The procedure of QCA was performed as follows:

  1. 1.

    A 1.5 mL blood sample drawn by AVS was centrifuged at 10,000 rpm for 1 min.

  2. 2.

    QCA was set on the immunochromato reader (Immunochromato reader, TOR210, Trust Medical Co., Ltd. Kasai, Hyogo, Japan).

  3. 3.

    100 μL of plasma was added to the QCA.

  4. 4.

    10 min after plasma was added into the QCA, the brightness of chemiluminescence in the QCA was measured using the immunochromato reader.

A sample with a high cortisol concentration that outranged the upper limit of the QCA dynamic range (5–20 μg/dL) was diluted using rabbit serum. A sample from the IVC underwent a twofold dilution. If the cortisol concentration in the IVC sample was below the QCA dynamic range, the cortisol concentration value for SI calculation was set at 5 μg/dL.

Samples from adrenal veins, whose cortisol concentration was higher than the QCA dynamic range, were diluted and remeasured. Samples from adrenal veins underwent a tenfold dilution initially. If an additional dilution was needed, the sample underwent a 2, 3, 5, 10, 20, or 40-fold dilution, depending on the result of the remeasurement.

Complete failure of QCA measurement was defined as a failure in measurement due to the technical problems of QCA after three attempts.

Turnaround time, defined as the time to assess the technical success of AVS after taking the IVC samples, was measured. Only the turnaround time for the initial right adrenal vein sample was recorded and analysed.

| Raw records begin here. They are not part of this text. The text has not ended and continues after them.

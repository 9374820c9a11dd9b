//! Assertion engine.
//!
//! An assertion checks a condition and, on failure, resolves the error to
//! surface in this order:
//!
//! 1. an explicit error supplied by the caller, returned untouched (either
//!    `AssertOptions::error` or a realized `ErrorInstance` as the first part);
//! 2. an `AssertError` whose message joins the supplied message parts;
//! 3. an `AssertError` carrying the default message.
//!
//! The resolved error is handed to the `on_failure` callback when one is set,
//! otherwise it is returned as `Err`. An explicit error is always returned as
//! `Err`, even if a callback is present.

use std::error::Error as StdError;
use std::fmt::{self, Write as _};

use crate::domain::ErrorInstance;
use crate::registry::ErrorRegistry;

/// Message used when a failed assertion has no message parts.
pub const DEFAULT_MESSAGE: &str = "Assert Error";

/// Placeholder for an error whose `Display` implementation fails.
pub const CONVERSION_PLACEHOLDER: &str = "[Error converting to String]";

/// One piece of failure context.
pub enum MessagePart {
    Text(String),
    /// A realized error. Raised as is when it is the first part, rendered
    /// through `Display` otherwise.
    Instance(ErrorInstance),
    /// Rendered through `Display`.
    Error(Box<dyn StdError>),
    /// A value with no text form. Contributes nothing to the message.
    Opaque,
}

impl MessagePart {
    pub fn error(err: impl StdError + 'static) -> Self {
        MessagePart::Error(Box::new(err))
    }

    /// Text contributed to the failure message. Never fails.
    pub fn render(&self) -> Option<String> {
        match self {
            MessagePart::Text(text) => Some(text.clone()),
            MessagePart::Instance(err) => Some(display_or_placeholder(err)),
            MessagePart::Error(err) => Some(display_or_placeholder(err)),
            MessagePart::Opaque => None,
        }
    }
}

fn display_or_placeholder(value: &dyn fmt::Display) -> String {
    let mut out = String::new();
    match write!(out, "{value}") {
        Ok(()) => out,
        Err(_) => CONVERSION_PLACEHOLDER.to_string(),
    }
}

impl fmt::Debug for MessagePart {
    fn fmt(&self, f: &mut fmt::Formatter<'_>) -> fmt::Result {
        match self {
            MessagePart::Text(text) => f.debug_tuple("Text").field(text).finish(),
            MessagePart::Instance(err) => f.debug_tuple("Instance").field(err).finish(),
            MessagePart::Error(err) => f.debug_tuple("Error").field(err).finish(),
            MessagePart::Opaque => f.write_str("Opaque"),
        }
    }
}

impl From<&str> for MessagePart {
    fn from(text: &str) -> Self {
        MessagePart::Text(text.to_string())
    }
}

impl From<String> for MessagePart {
    fn from(text: String) -> Self {
        MessagePart::Text(text)
    }
}

impl From<ErrorInstance> for MessagePart {
    fn from(err: ErrorInstance) -> Self {
        MessagePart::Instance(err)
    }
}

macro_rules! opaque_parts {
    ($($ty:ty),* $(,)?) => {
        $(
            impl From<$ty> for MessagePart {
                fn from(_: $ty) -> Self {
                    MessagePart::Opaque
                }
            }
        )*
    };
}

opaque_parts!(bool, i32, i64, u16, u32, u64, usize, f64);

/// Failure context for a single assertion.
#[derive(Default)]
pub struct AssertOptions<'a> {
    error: Option<ErrorInstance>,
    parts: Vec<MessagePart>,
    on_failure: Option<Box<dyn FnOnce(ErrorInstance) + 'a>>,
}

impl<'a> AssertOptions<'a> {
    pub fn new() -> Self {
        Self::default()
    }

    /// Shorthand for a single text part.
    pub fn message(text: impl Into<String>) -> Self {
        Self::new().part(text.into())
    }

    /// Error to return as is when the condition fails.
    pub fn error(mut self, err: ErrorInstance) -> Self {
        self.error = Some(err);
        self
    }

    pub fn part(mut self, part: impl Into<MessagePart>) -> Self {
        self.parts.push(part.into());
        self
    }

    pub fn parts<I, P>(mut self, parts: I) -> Self
    where
        I: IntoIterator<Item = P>,
        P: Into<MessagePart>,
    {
        self.parts.extend(parts.into_iter().map(Into::into));
        self
    }

    /// Receive the synthesized error instead of getting it back as `Err`.
    pub fn on_failure(mut self, callback: impl FnOnce(ErrorInstance) + 'a) -> Self {
        self.on_failure = Some(Box::new(callback));
        self
    }
}

impl fmt::Debug for AssertOptions<'_> {
    fn fmt(&self, f: &mut fmt::Formatter<'_>) -> fmt::Result {
        f.debug_struct("AssertOptions")
            .field("error", &self.error)
            .field("parts", &self.parts)
            .field("on_failure", &self.on_failure.is_some())
            .finish()
    }
}

/// Result of an assertion that did not return `Err`.
#[derive(Debug, Clone, Copy, PartialEq, Eq)]
pub enum Assertion {
    /// The condition held.
    Passed,
    /// The condition failed and the error went to the `on_failure` callback.
    Handled,
}

impl Assertion {
    pub fn passed(self) -> bool {
        self == Assertion::Passed
    }
}

/// Join the rendered parts with single spaces, or fall back to `default`.
pub fn synthesize_message(parts: &[MessagePart], default: &str) -> String {
    let rendered: Vec<String> = parts.iter().filter_map(MessagePart::render).collect();
    if rendered.is_empty() {
        default.to_string()
    } else {
        rendered.join(" ")
    }
}

/// Take the first part out when it is a realized error.
fn leading_instance(parts: &mut Vec<MessagePart>) -> Option<ErrorInstance> {
    if !matches!(parts.first(), Some(MessagePart::Instance(_))) {
        return None;
    }
    match parts.remove(0) {
        MessagePart::Instance(err) => Some(err),
        _ => None,
    }
}

/// Evaluate one assertion against `registry`.
pub fn evaluate(
    registry: &ErrorRegistry,
    default_message: &str,
    condition: bool,
    options: AssertOptions<'_>,
) -> Result<Assertion, ErrorInstance> {
    if condition {
        return Ok(Assertion::Passed);
    }

    let AssertOptions {
        error,
        mut parts,
        on_failure,
    } = options;

    if let Some(err) = error.or_else(|| leading_instance(&mut parts)) {
        return Err(err);
    }

    let err = registry.assert_error(synthesize_message(&parts, default_message));
    match on_failure {
        Some(callback) => {
            callback(err);
            Ok(Assertion::Handled)
        }
        None => Err(err),
    }
}

#[cfg(test)]
mod tests {
    use super::*;
    use crate::domain::ErrorSpec;
    use std::cell::RefCell;

    struct Unprintable;

    impl fmt::Debug for Unprintable {
        fn fmt(&self, f: &mut fmt::Formatter<'_>) -> fmt::Result {
            f.write_str("Unprintable")
        }
    }

    impl fmt::Display for Unprintable {
        fn fmt(&self, _: &mut fmt::Formatter<'_>) -> fmt::Result {
            Err(fmt::Error)
        }
    }

    impl StdError for Unprintable {}

    fn check(condition: bool, options: AssertOptions<'_>) -> Result<Assertion, ErrorInstance> {
        evaluate(&ErrorRegistry::new(), DEFAULT_MESSAGE, condition, options)
    }

    #[test]
    fn true_condition_passes_regardless_of_context() {
        let called = RefCell::new(false);
        let options = AssertOptions::new()
            .part(42)
            .part(MessagePart::error(Unprintable))
            .on_failure(|_| *called.borrow_mut() = true);

        assert_eq!(check(true, options).unwrap(), Assertion::Passed);
        assert!(!*called.borrow());
    }

    #[test]
    fn bare_failure_uses_default_message() {
        let err = check(false, AssertOptions::new()).unwrap_err();
        assert_eq!(err.name(), "AssertError");
        assert_eq!(err.status(), 500);
        assert_eq!(err.message(), Some(DEFAULT_MESSAGE));
    }

    #[test]
    fn parts_are_space_joined_in_order() {
        let err = check(false, AssertOptions::new().part("a").part("b")).unwrap_err();
        assert_eq!(err.message(), Some("a b"));
    }

    #[test]
    fn opaque_parts_are_dropped() {
        let err = check(false, AssertOptions::new().part(7).part("only text")).unwrap_err();
        assert_eq!(err.message(), Some("only text"));

        let err = check(false, AssertOptions::new().part(3.5)).unwrap_err();
        assert_eq!(err.message(), Some(DEFAULT_MESSAGE));
    }

    #[test]
    fn errors_in_parts_are_rendered() {
        let registry = ErrorRegistry::new();
        let inner = registry.construct("NotFound", "user 7").unwrap();
        let err = check(false, AssertOptions::new().part("lookup failed:").part(inner)).unwrap_err();
        assert_eq!(err.message(), Some("lookup failed: NotFound (404): user 7"));
    }

    #[test]
    fn failing_display_becomes_placeholder() {
        let err = check(false, AssertOptions::new().part(MessagePart::error(Unprintable))).unwrap_err();
        assert_eq!(err.message(), Some(CONVERSION_PLACEHOLDER));
    }

    #[test]
    fn explicit_error_is_returned_unchanged() {
        let mut registry = ErrorRegistry::new();
        registry.register(ErrorSpec::named("Quota").with_status(429)).unwrap();
        let explicit = registry.construct("Quota", "slow down").unwrap();

        let err = evaluate(
            &registry,
            DEFAULT_MESSAGE,
            false,
            AssertOptions::new().error(explicit.clone()).part("ignored"),
        )
        .unwrap_err();
        assert_eq!(err, explicit);
    }

    #[test]
    fn leading_instance_is_returned_unchanged() {
        let existing = ErrorRegistry::new().construct("NotFound", "user 7").unwrap();
        let called = RefCell::new(false);
        let options = AssertOptions::new()
            .part(existing.clone())
            .part("ignored")
            .on_failure(|_| *called.borrow_mut() = true);

        assert_eq!(check(false, options).unwrap_err(), existing);
        assert!(!*called.borrow());
    }

    #[test]
    fn explicit_error_wins_over_callback() {
        let called = RefCell::new(false);
        let explicit = ErrorRegistry::new().construct("Conflict", "taken").unwrap();
        let options = AssertOptions::new()
            .error(explicit.clone())
            .on_failure(|_| *called.borrow_mut() = true);

        assert_eq!(check(false, options).unwrap_err(), explicit);
        assert!(!*called.borrow());
    }

    #[test]
    fn callback_receives_synthesized_error() {
        let received = RefCell::new(None);
        let options = AssertOptions::message("quota exceeded")
            .on_failure(|err| *received.borrow_mut() = Some(err));

        assert_eq!(check(false, options).unwrap(), Assertion::Handled);
        let err = received.into_inner().unwrap();
        assert_eq!(err.name(), "AssertError");
        assert_eq!(err.message(), Some("quota exceeded"));
    }

    #[test]
    fn custom_default_message() {
        let err = evaluate(&ErrorRegistry::new(), "invariant violated", false, AssertOptions::new())
            .unwrap_err();
        assert_eq!(err.message(), Some("invariant violated"));
    }
}
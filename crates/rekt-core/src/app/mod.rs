//! App - コンテキストの構築と公開 API
//!
//! # 主要コンポーネント
//! - **Rekt**: registry・handler・logger をまとめたコンテキスト
//! - **RektBuilder**: 構築と起動時検証
//! - **RektConfig**: JSON 設定

pub mod builder;
pub mod config;
pub mod context;

pub use self::builder::{BuildError, RektBuilder};
pub use self::config::RektConfig;
pub use self::context::Rekt;
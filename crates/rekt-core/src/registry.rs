//! ErrorRegistry - エラー variant の登録と管理
//!
//! # 設計
//! - name -> ErrorVariant の HashMap（型を実行時に生成する代わりのタグ付きテーブル）
//! - 生成時に組み込みの variant（`AssertError` + HTTP 400–410）を登録済み
//! - 削除はしない（プロセス寿命の間、追加と上書きのみ）
//! - 同名の再登録はデフォルトで上書き（last-write-wins）。`OverwritePolicy::Reject` で拒否できる

use std::collections::HashMap;

use serde::{Deserialize, Serialize};

use crate::domain::{DEFAULT_STATUS, ErrorInstance, ErrorSpec, ErrorVariant};
use crate::error::{ConfigError, RektError};

/// Name of the variant raised by failed assertions.
pub const ASSERT_ERROR: &str = "AssertError";

/// Bootstrap table, registered in this order.
pub const BUILTIN_VARIANTS: &[(&str, u16)] = &[
    (ASSERT_ERROR, 500),
    ("BadRequest", 400),
    ("Unauthorized", 401),
    ("PaymentRequired", 402),
    ("Forbidden", 403),
    ("NotFound", 404),
    ("MethodNotAllowed", 405),
    ("NotAcceptable", 406),
    ("ProxyAuthRequired", 407),
    ("ClientTimeout", 408),
    ("Conflict", 409),
    ("ResourceGone", 410),
];

/// What to do when a name is registered twice.
#[derive(Debug, Clone, Copy, Default, PartialEq, Eq, Serialize, Deserialize)]
#[serde(rename_all = "snake_case")]
pub enum OverwritePolicy {
    /// Last write wins.
    #[default]
    Replace,
    /// Fail with `ConfigError::DuplicateVariant`.
    Reject,
}

/// ErrorRegistry は name -> variant のテーブル
#[derive(Debug, Clone)]
pub struct ErrorRegistry {
    variants: HashMap<String, ErrorVariant>,
    policy: OverwritePolicy,
}

impl ErrorRegistry {
    /// 組み込み variant を登録済みの registry を作成
    pub fn new() -> Self {
        Self::with_policy(OverwritePolicy::default())
    }

    pub fn with_policy(policy: OverwritePolicy) -> Self {
        let mut registry = Self {
            variants: HashMap::new(),
            policy,
        };
        registry.bootstrap();
        registry
    }

    /// Built-ins bypass the overwrite policy.
    fn bootstrap(&mut self) {
        for &(name, status) in BUILTIN_VARIANTS {
            let variant = ErrorSpec::named(name).with_status(status).into_variant();
            debug_assert!(variant.is_ok(), "invalid built-in variant `{name}`");
            if let Ok(variant) = variant {
                self.variants.insert(name.to_string(), variant);
            }
        }
    }

    pub fn policy(&self) -> OverwritePolicy {
        self.policy
    }

    /// variant を登録
    ///
    /// 上書きした場合は以前の variant を返します。
    pub fn register(&mut self, spec: ErrorSpec) -> Result<Option<ErrorVariant>, ConfigError> {
        let variant = spec.into_variant()?;
        let key = variant.name().to_string();
        if self.policy == OverwritePolicy::Reject && self.variants.contains_key(&key) {
            return Err(ConfigError::DuplicateVariant(key));
        }
        Ok(self.variants.insert(key, variant))
    }

    pub fn get(&self, name: &str) -> Option<&ErrorVariant> {
        self.variants.get(name)
    }

    pub fn contains(&self, name: &str) -> bool {
        self.variants.contains_key(name)
    }

    /// Factory: build an instance of the variant registered under `name`.
    pub fn construct(
        &self,
        name: &str,
        message: impl Into<String>,
    ) -> Result<ErrorInstance, RektError> {
        self.get(name)
            .map(|variant| variant.instance(message))
            .ok_or_else(|| RektError::UnknownVariant(name.to_string()))
    }

    /// Build the assertion failure for `message`.
    ///
    /// `AssertError` is registered at bootstrap and never removed; the
    /// fallback keeps this infallible.
    pub fn assert_error(&self, message: impl Into<String>) -> ErrorInstance {
        match self.get(ASSERT_ERROR) {
            Some(variant) => variant.instance(message),
            None => ErrorInstance::new(ASSERT_ERROR, DEFAULT_STATUS, Some(message.into())),
        }
    }

    /// 登録済みの名前（ソート済み）
    pub fn names(&self) -> Vec<&str> {
        let mut names: Vec<&str> = self.variants.keys().map(String::as_str).collect();
        names.sort_unstable();
        names
    }

    pub fn len(&self) -> usize {
        self.variants.len()
    }

    pub fn is_empty(&self) -> bool {
        self.variants.is_empty()
    }

    /// Drop every ad hoc variant and restore the built-ins.
    pub fn reset(&mut self) {
        self.variants.clear();
        self.bootstrap();
    }
}

impl Default for ErrorRegistry {
    fn default() -> Self {
        Self::new()
    }
}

Routine cortisol measurement

Routine cortisol measurement was done using the conventional cortisol assay (Roche Elecsys® cortisol II assay, Roche Diagnosis). This widely used assay uses electrochemiluminescence immunoassay (ECLIA), which uses monoclonal assay to measure serum cortisol levels. This method can be traced to a gas chromatography-mass spectrometry/mass spectrometry (GC–MS/MS) reference40,41. Serum cortisol levels ranging between 7.07 and 19.6 μg/dL can be reliably measured using this assay42.

AVS success criteria

AVS success or failure and the diagnosis of PA subtypes were assessed based on the cortisol concentration gained from routine measurement. We defined AVS success as SI > 2 for the routine cortisol measurement (SI: ratio of cortisol concentration from the adrenal vein sample and cortisol concentration from the IVC sample). This criterion is consistent with the Endocrine Society guidelines4.

Statistical analysis

The sensitivity and specificity of success/failure of insertion into adrenal veins during the AVS in QCA were calculated based on the assessment of routine cortisol measurement. The definitions of specificity and sensitivity are shown in Supplementary Table S3. The SI or cortisol concentration correlation between the routine method and QCA was evaluated using the equation: y = ax + b. Additionally, the Bland–Altman plot method was used to evaluate the comparison of either SI or PAC between routine cortisol measurement and QCA. These statistical analyses and figures (Figs. 1, 2, 3, and 4) were made by EPS Corporation (Shinjuku, Tokyo). In addition, we analysed the turnaround time of the AVS and the error analysis between the routine method and QCA using R software (version 4.1.3).